- Instructions to follow -
Make an exact copy of every entry, from the first line to the last.

Dataset records
------

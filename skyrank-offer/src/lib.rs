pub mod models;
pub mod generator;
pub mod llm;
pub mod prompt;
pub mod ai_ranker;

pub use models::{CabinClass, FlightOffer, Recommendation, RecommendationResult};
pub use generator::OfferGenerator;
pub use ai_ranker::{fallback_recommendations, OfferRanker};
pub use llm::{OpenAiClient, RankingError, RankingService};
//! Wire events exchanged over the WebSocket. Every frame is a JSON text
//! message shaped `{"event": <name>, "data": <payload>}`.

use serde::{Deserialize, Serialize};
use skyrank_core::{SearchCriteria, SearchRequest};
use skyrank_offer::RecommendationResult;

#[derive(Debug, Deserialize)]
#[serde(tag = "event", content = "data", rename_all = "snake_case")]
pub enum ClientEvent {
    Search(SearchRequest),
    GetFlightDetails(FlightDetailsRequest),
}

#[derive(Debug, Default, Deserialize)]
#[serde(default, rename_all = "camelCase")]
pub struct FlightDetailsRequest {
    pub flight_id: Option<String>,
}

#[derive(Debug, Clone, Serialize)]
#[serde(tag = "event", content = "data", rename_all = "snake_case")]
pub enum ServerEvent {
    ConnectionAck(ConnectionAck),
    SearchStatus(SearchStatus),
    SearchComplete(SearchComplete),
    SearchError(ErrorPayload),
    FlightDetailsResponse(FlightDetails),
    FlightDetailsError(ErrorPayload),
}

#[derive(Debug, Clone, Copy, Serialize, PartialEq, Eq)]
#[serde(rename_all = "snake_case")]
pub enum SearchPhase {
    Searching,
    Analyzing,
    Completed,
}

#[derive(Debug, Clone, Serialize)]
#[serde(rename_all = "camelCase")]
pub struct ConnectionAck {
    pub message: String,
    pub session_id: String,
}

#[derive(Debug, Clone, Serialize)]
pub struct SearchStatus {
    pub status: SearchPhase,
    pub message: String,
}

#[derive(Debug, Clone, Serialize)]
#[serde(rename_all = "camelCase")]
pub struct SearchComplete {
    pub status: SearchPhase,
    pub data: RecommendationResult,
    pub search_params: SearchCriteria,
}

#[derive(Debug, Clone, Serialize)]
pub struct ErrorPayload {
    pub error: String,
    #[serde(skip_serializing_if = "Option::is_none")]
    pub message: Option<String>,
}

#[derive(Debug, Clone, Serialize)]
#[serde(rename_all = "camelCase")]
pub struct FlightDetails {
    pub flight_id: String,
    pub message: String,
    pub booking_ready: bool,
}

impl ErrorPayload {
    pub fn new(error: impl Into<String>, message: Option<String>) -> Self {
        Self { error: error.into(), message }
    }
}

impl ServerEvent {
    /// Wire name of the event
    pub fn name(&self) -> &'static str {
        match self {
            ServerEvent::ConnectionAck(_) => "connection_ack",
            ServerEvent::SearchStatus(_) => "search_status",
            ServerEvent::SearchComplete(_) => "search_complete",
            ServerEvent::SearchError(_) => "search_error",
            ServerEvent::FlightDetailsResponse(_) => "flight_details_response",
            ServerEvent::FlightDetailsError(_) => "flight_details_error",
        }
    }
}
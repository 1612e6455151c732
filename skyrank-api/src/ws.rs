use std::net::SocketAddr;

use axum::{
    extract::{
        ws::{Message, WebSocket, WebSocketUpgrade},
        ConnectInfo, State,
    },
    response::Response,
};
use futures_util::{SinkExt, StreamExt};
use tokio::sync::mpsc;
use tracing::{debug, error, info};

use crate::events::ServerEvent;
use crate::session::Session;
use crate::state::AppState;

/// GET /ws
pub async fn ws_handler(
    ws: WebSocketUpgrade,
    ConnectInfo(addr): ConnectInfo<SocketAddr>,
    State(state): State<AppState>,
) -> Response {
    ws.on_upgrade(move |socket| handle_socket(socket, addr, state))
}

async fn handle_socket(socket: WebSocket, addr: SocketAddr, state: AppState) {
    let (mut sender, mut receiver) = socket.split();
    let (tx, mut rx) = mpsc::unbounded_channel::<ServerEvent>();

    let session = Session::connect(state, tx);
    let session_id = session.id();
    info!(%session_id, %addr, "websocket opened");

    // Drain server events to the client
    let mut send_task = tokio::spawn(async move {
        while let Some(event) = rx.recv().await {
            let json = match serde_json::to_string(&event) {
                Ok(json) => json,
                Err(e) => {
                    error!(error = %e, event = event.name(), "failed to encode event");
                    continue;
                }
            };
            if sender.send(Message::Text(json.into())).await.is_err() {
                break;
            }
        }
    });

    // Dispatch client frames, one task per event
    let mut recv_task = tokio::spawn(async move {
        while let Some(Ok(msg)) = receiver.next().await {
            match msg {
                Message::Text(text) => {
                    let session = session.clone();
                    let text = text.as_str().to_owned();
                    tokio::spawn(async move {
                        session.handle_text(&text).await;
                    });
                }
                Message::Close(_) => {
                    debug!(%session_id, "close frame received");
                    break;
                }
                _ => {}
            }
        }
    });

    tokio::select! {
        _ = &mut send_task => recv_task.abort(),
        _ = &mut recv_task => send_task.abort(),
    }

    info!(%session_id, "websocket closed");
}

------

- Answer for this exercise -
filename skyrank-offer/src/lib.rs
pub mod models;
pub mod generator;
pub mod llm;
pub mod prompt;
pub mod ai_ranker;

pub use models::{CabinClass, FlightOffer, Recommendation, RecommendationResult};
pub use generator::OfferGenerator;
pub use ai_ranker::{fallback_recommendations, OfferRanker};
pub use llm::{OpenAiClient, RankingError, RankingService};
//! Wire events exchanged over the WebSocket. Every frame is a JSON text
//! message shaped `{"event": <name>, "data": <payload>}`.

use serde::{Deserialize, Serialize};
use skyrank_core::{SearchCriteria, SearchRequest};
use skyrank_offer::RecommendationResult;

#[derive(Debug, Deserialize)]
#[serde(tag = "event", content = "data", rename_all = "snake_case")]
pub enum ClientEvent {
    Search(SearchRequest),
    GetFlightDetails(FlightDetailsRequest),
}

#[derive(Debug, Default, Deserialize)]
#[serde(default, rename_all = "camelCase")]
pub struct FlightDetailsRequest {
    pub flight_id: Option<String>,
}

#[derive(Debug, Clone, Serialize)]
#[serde(tag = "event", content = "data", rename_all = "snake_case")]
pub enum ServerEvent {
    ConnectionAck(ConnectionAck),
    SearchStatus(SearchStatus),
    SearchComplete(SearchComplete),
    SearchError(ErrorPayload),
    FlightDetailsResponse(FlightDetails),
    FlightDetailsError(ErrorPayload),
}

#[derive(Debug, Clone, Copy, Serialize, PartialEq, Eq)]
#[serde(rename_all = "snake_case")]
pub enum SearchPhase {
    Searching,
    Analyzing,
    Completed,
}

#[derive(Debug, Clone, Serialize)]
#[serde(rename_all = "camelCase")]
pub struct ConnectionAck {
    pub message: String,
    pub session_id: String,
}

#[derive(Debug, Clone, Serialize)]
pub struct SearchStatus {
    pub status: SearchPhase,
    pub message: String,
}

#[derive(Debug, Clone, Serialize)]
#[serde(rename_all = "camelCase")]
pub struct SearchComplete {
    pub status: SearchPhase,
    pub data: RecommendationResult,
    pub search_params: SearchCriteria,
}

#[derive(Debug, Clone, Serialize)]
pub struct ErrorPayload {
    pub error: String,
    #[serde(skip_serializing_if = "Option::is_none")]
    pub message: Option<String>,
}

#[derive(Debug, Clone, Serialize)]
#[serde(rename_all = "camelCase")]
pub struct FlightDetails {
    pub flight_id: String,
    pub message: String,
    pub booking_ready: bool,
}

impl ErrorPayload {
    pub fn new(error: impl Into<String>, message: Option<String>) -> Self {
        Self { error: error.into(), message }
    }
}

impl ServerEvent {
    /// Wire name of the event
    pub fn name(&self) -> &'static str {
        match self {
            ServerEvent::ConnectionAck(_) => "connection_ack",
            ServerEvent::SearchStatus(_) => "search_status",
            ServerEvent::SearchComplete(_) => "search_complete",
            ServerEvent::SearchError(_) => "search_error",
            ServerEvent::FlightDetailsResponse(_) => "flight_details_response",
            ServerEvent::FlightDetailsError(_) => "flight_details_error",
        }
    }
}
repository 1612e6455151c732
filename skyrank-api/src/ws.rs
use std::net::SocketAddr;

use axum::{
    extract::{
        ws::{Message, WebSocket, WebSocketUpgrade},
        ConnectInfo, State,
    },
    response::Response,
};
use futures_util::{SinkExt, StreamExt};
use tokio::sync::mpsc;
use tracing::{debug, error, info};

use crate::events::ServerEvent;
use crate::session::Session;
use crate::state::AppState;

/// GET /ws
pub async fn ws_handler(
    ws: WebSocketUpgrade,
    ConnectInfo(addr): ConnectInfo<SocketAddr>,
    State(state): State<AppState>,
) -> Response {
    ws.on_upgrade(move |socket| handle_socket(socket, addr, state))
}

async fn handle_socket(socket: WebSocket, addr: SocketAddr, state: AppState) {
    let (mut sender, mut receiver) = socket.split();
    let (tx, mut rx) = mpsc::unbounded_channel::<ServerEvent>();

    let session = Session::connect(state, tx);
    let session_id = session.id();
    info!(%session_id, %addr, "websocket opened");

    // Drain server events to the client
    let mut send_task = tokio::spawn(async move {
        while let Some(event) = rx.recv().await {
            let json = match serde_json::to_string(&event) {
                Ok(json) => json,
                Err(e) => {
                    error!(error = %e, event = event.name(), "failed to encode event");
                    continue;
                }
            };
            if sender.send(Message::Text(json.into())).await.is_err() {
                break;
            }
        }
    });

    // Dispatch client frames, one task per event
    let mut recv_task = tokio::spawn(async move {
        while let Some(Ok(msg)) = receiver.next().await {
            match msg {
                Message::Text(text) => {
                    let session = session.clone();
                    let text = text.as_str().to_owned();
                    tokio::spawn(async move {
                        session.handle_text(&text).await;
                    });
                }
                Message::Close(_) => {
                    debug!(%session_id, "close frame received");
                    break;
                }
                _ => {}
            }
        }
    });

    tokio::select! {
        _ = &mut send_task => recv_task.abort(),
        _ = &mut recv_task => send_task.abort(),
    }

    info!(%session_id, "websocket closed");
}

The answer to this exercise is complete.